■ **Problem**
Beneath this task are records; tally the lines in them that contain "服务端口" and report only the number.

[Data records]
►

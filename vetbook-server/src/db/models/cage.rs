//! Boarding Cage Model

use super::serde_helpers;
use serde::{Deserialize, Serialize};
use surrealdb::RecordId;

/// Cage size class
#[derive(Debug, Clone, Copy, Serialize, Deserialize, PartialEq, Eq)]
#[serde(rename_all = "SCREAMING_SNAKE_CASE")]
pub enum CageType {
    Small,
    Medium,
    Large,
    ExtraLarge,
}

impl CageType {
    pub fn as_str(&self) -> &'static str {
        match self {
            CageType::Small => "SMALL",
            CageType::Medium => "MEDIUM",
            CageType::Large => "LARGE",
            CageType::ExtraLarge => "EXTRA_LARGE",
        }
    }
}

/// Administrative cage status set by staff.
///
/// 与预约档期推导出的可用性是两个独立信号，互不覆盖。
#[derive(Debug, Clone, Copy, Serialize, Deserialize, PartialEq, Eq)]
#[serde(rename_all = "SCREAMING_SNAKE_CASE")]
pub enum CageStatus {
    Available,
    Occupied,
    Maintenance,
    Reserved,
}

impl CageStatus {
    pub fn as_str(&self) -> &'static str {
        match self {
            CageStatus::Available => "AVAILABLE",
            CageStatus::Occupied => "OCCUPIED",
            CageStatus::Maintenance => "MAINTENANCE",
            CageStatus::Reserved => "RESERVED",
        }
    }
}

/// Boarding cage entity
#[derive(Debug, Clone, Serialize, Deserialize)]
pub struct Cage {
    #[serde(default, with = "serde_helpers::option_record_id")]
    pub id: Option<RecordId>,
    /// Unique cage number, e.g. "C-01"
    pub cage_number: String,
    pub cage_type: CageType,
    /// How many pets fit at once (>= 1)
    pub capacity: i32,
    /// Daily boarding rate (>= 0)
    pub daily_rate: f64,
    pub status: CageStatus,
}

/// Create cage payload
#[derive(Debug, Clone, Serialize, Deserialize)]
pub struct CageCreate {
    pub cage_number: String,
    pub cage_type: CageType,
    pub capacity: Option<i32>,
    pub daily_rate: f64,
    pub status: Option<CageStatus>,
}

/// Update cage payload
#[derive(Debug, Clone, Serialize, Deserialize)]
pub struct CageUpdate {
    #[serde(skip_serializing_if = "Option::is_none")]
    pub cage_number: Option<String>,
    #[serde(skip_serializing_if = "Option::is_none")]
    pub cage_type: Option<CageType>,
    #[serde(skip_serializing_if = "Option::is_none")]
    pub capacity: Option<i32>,
    #[serde(skip_serializing_if = "Option::is_none")]
    pub daily_rate: Option<f64>,
    #[serde(skip_serializing_if = "Option::is_none")]
    pub status: Option<CageStatus>,
}
//! 健康检查路由
//!
//! # 路由列表
//!
//! | 路径 | 方法 | 说明 |
//! |------|------|------|
//! | /health | GET | 健康检查 |

use axum::{Json, Router, extract::State, routing::get};
use serde::Serialize;

use crate::core::ServerState;

pub fn router() -> Router<ServerState> {
    Router::new().route("/health", get(health))
}

/// 健康检查响应
#[derive(Serialize)]
pub struct HealthResponse {
    /// 状态 (ok | error)
    status: &'static str,
    /// 版本号
    version: &'static str,
    /// 运行环境
    environment: String,
}

async fn health(State(state): State<ServerState>) -> Json<HealthResponse> {
    Json(HealthResponse {
        status: "ok",
        version: env!("CARGO_PKG_VERSION"),
        environment: state.config.environment.clone(),
    })
}
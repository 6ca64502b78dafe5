//! Server Implementation
//!
//! HTTP 服务器启动和管理

use crate::core::{Config, ServerState};

/// HTTP Server
pub struct Server {
    config: Config,
    state: Option<ServerState>,
}

impl Server {
    pub fn new(config: Config) -> Self {
        Self {
            config,
            state: None,
        }
    }

    /// Create server with existing state (for sharing with tests)
    pub fn with_state(config: Config, state: ServerState) -> Self {
        Self {
            config,
            state: Some(state),
        }
    }

    pub async fn run(&self) -> anyhow::Result<()> {
        // Create application state if not provided
        let state = match &self.state {
            Some(s) => s.clone(),
            None => ServerState::initialize(&self.config).await,
        };

        // Start background tasks
        state.start_background_tasks();

        let app = crate::api::build_app(state);

        let addr = std::net::SocketAddr::from(([0, 0, 0, 0], self.config.http_port));
        tracing::info!("🐾 VetBook server listening on {}", addr);

        let listener = tokio::net::TcpListener::bind(addr).await?;
        axum::serve(listener, app)
            .with_graceful_shutdown(async {
                let _ = tokio::signal::ctrl_c().await;
                tracing::info!("Shutting down...");
            })
            .await?;

        Ok(())
    }
}
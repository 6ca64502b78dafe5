//! Pet Repository
//!
//! Read-mostly: pets are managed by the external client directory.

use super::{BaseRepository, RepoError, RepoResult};
use crate::db::models::{Pet, PetCreate, SizeClass};
use surrealdb::Surreal;
use surrealdb::engine::local::Db;

const TABLE: &str = "pet";

#[derive(Clone)]
pub struct PetRepository {
    base: BaseRepository,
}

impl PetRepository {
    pub fn new(db: Surreal<Db>) -> Self {
        Self {
            base: BaseRepository::new(db),
        }
    }

    pub async fn find_all(&self) -> RepoResult<Vec<Pet>> {
        let pets: Vec<Pet> = self
            .base
            .db()
            .query("SELECT * FROM pet ORDER BY name")
            .await?
            .take(0)?;
        Ok(pets)
    }

    pub async fn find_by_id(&self, id: &str) -> RepoResult<Option<Pet>> {
        let thing = self.base.parse_id(id)?;
        let pet: Option<Pet> = self.base.db().select(thing).await?;
        Ok(pet)
    }

    /// Resolve a batch of pet ids, failing on the first unknown one
    pub async fn find_by_ids(&self, ids: &[String]) -> RepoResult<Vec<Pet>> {
        let mut pets = Vec::with_capacity(ids.len());
        for id in ids {
            let pet = self
                .find_by_id(id)
                .await?
                .ok_or_else(|| RepoError::NotFound(format!("Pet {} not found", id)))?;
            pets.push(pet);
        }
        Ok(pets)
    }

    /// Create a pet (admin seeding)
    pub async fn create(&self, data: PetCreate) -> RepoResult<Pet> {
        if data.name.trim().is_empty() {
            return Err(RepoError::Validation("name must not be empty".into()));
        }
        let size = SizeClass::classify(&data.species, &data.breed);
        let pet = Pet {
            id: None,
            client_id: data.client_id,
            name: data.name,
            species: data.species,
            breed: data.breed,
            size,
        };
        let created: Option<Pet> = self.base.db().create(TABLE).content(pet).await?;
        created.ok_or_else(|| RepoError::Database("Failed to create pet".to_string()))
    }
}
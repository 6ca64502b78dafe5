//! Pet API Handlers

use axum::{
    Json,
    extract::{Path, State},
};

use crate::core::ServerState;
use crate::db::models::{Pet, PetCreate};
use crate::db::repository::PetRepository;
use crate::utils::{AppError, AppResult};
use crate::utils::validation::{MAX_NAME_LEN, validate_required_text};

/// GET /api/pets - 获取宠物列表
pub async fn list(State(state): State<ServerState>) -> AppResult<Json<Vec<Pet>>> {
    let repo = PetRepository::new(state.db.clone());
    let pets = repo.find_all().await?;
    Ok(Json(pets))
}

/// GET /api/pets/:id - 获取单个宠物
pub async fn get_by_id(
    State(state): State<ServerState>,
    Path(id): Path<String>,
) -> AppResult<Json<Pet>> {
    let repo = PetRepository::new(state.db.clone());
    let pet = repo
        .find_by_id(&id)
        .await?
        .ok_or_else(|| AppError::not_found(format!("Pet {} not found", id)))?;
    Ok(Json(pet))
}

/// POST /api/pets - 创建宠物 (管理端种子录入)
pub async fn create(
    State(state): State<ServerState>,
    Json(payload): Json<PetCreate>,
) -> AppResult<Json<Pet>> {
    validate_required_text(&payload.name, "name", MAX_NAME_LEN)?;
    let repo = PetRepository::new(state.db.clone());
    let pet = repo.create(payload).await?;
    Ok(Json(pet))
}
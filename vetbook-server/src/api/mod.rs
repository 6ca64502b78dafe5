//! HTTP API
//!
//! 每个资源一个子模块，提供自己的 `router()`；[`build_app`] 统一合并
//! 并挂载中间件。

pub mod availability;
pub mod cages;
pub mod health;
pub mod pets;
pub mod reservations;
pub mod services;

use axum::{Router, http::HeaderMap, middleware};
use tower_http::compression::CompressionLayer;
use tower_http::cors::CorsLayer;

use crate::core::ServerState;

/// HTTP 请求日志中间件
async fn log_request(
    request: axum::extract::Request,
    next: middleware::Next,
) -> axum::response::Response {
    let method = request.method().clone();
    let uri = request.uri().clone();

    let response = next.run(request).await;

    let status = response.status();

    tracing::info!(target: "http_access", "{} {} {}", method, uri, status);

    response
}

/// The acting admin, taken from the `X-Operator` header.
///
/// Session mechanics live outside the engine; the header is trusted as-is.
pub fn actor_from(headers: &HeaderMap) -> String {
    headers
        .get("x-operator")
        .and_then(|v| v.to_str().ok())
        .filter(|v| !v.trim().is_empty())
        .unwrap_or("admin")
        .to_string()
}

/// Build the Axum application with all routes and middleware
pub fn build_app(state: ServerState) -> Router {
    Router::<ServerState>::new()
        // Core APIs
        .merge(health::router())
        // Resource catalog APIs
        .merge(cages::router())
        .merge(services::router())
        .merge(pets::router())
        // Booking APIs
        .merge(availability::router())
        .merge(reservations::router())
        .with_state(state)
        // Tower HTTP 中间件
        .layer(CorsLayer::permissive())
        .layer(CompressionLayer::new())
        // HTTP 请求日志中间件
        .layer(middleware::from_fn(log_request))
}
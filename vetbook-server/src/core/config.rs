/// 服务器配置
///
/// # 环境变量
///
/// 所有配置项都可以通过环境变量覆盖：
///
/// | 环境变量 | 默认值 | 说明 |
/// |----------|--------|------|
/// | WORK_DIR | /var/lib/vetbook | 工作目录 (数据库、日志) |
/// | HTTP_PORT | 3000 | HTTP 服务端口 |
/// | ENVIRONMENT | development | 运行环境 |
/// | LOG_LEVEL | info | 日志级别 (RUST_LOG 优先) |
///
/// # 示例
///
/// ```ignore
/// WORK_DIR=/data/vetbook HTTP_PORT=8080 cargo run
/// ```
#[derive(Debug, Clone)]
pub struct Config {
    /// 工作目录，存储数据库和日志文件
    pub work_dir: String,
    /// HTTP API 服务端口
    pub http_port: u16,
    /// 运行环境: development | staging | production
    pub environment: String,
    /// 日志级别
    pub log_level: String,
}

impl Config {
    /// 从环境变量加载配置
    ///
    /// 如果环境变量未设置，使用默认值
    pub fn from_env() -> Self {
        Self {
            work_dir: std::env::var("WORK_DIR").unwrap_or_else(|_| "/var/lib/vetbook".into()),
            http_port: std::env::var("HTTP_PORT")
                .ok()
                .and_then(|p| p.parse().ok())
                .unwrap_or(3000),
            environment: std::env::var("ENVIRONMENT").unwrap_or_else(|_| "development".into()),
            log_level: std::env::var("LOG_LEVEL").unwrap_or_else(|_| "info".into()),
        }
    }

    /// 使用自定义值覆盖部分配置
    ///
    /// 常用于测试场景
    pub fn with_overrides(work_dir: impl Into<String>, http_port: u16) -> Self {
        let mut config = Self::from_env();
        config.work_dir = work_dir.into();
        config.http_port = http_port;
        config
    }

    /// 数据库目录 (work_dir/database)
    pub fn database_dir(&self) -> std::path::PathBuf {
        std::path::Path::new(&self.work_dir).join("database")
    }

    /// 日志目录 (work_dir/logs)
    pub fn log_dir(&self) -> std::path::PathBuf {
        std::path::Path::new(&self.work_dir).join("logs")
    }

    /// 是否生产环境
    pub fn is_production(&self) -> bool {
        self.environment == "production"
    }
}

impl Default for Config {
    fn default() -> Self {
        Self::from_env()
    }
}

◄

■ **Answer section**
2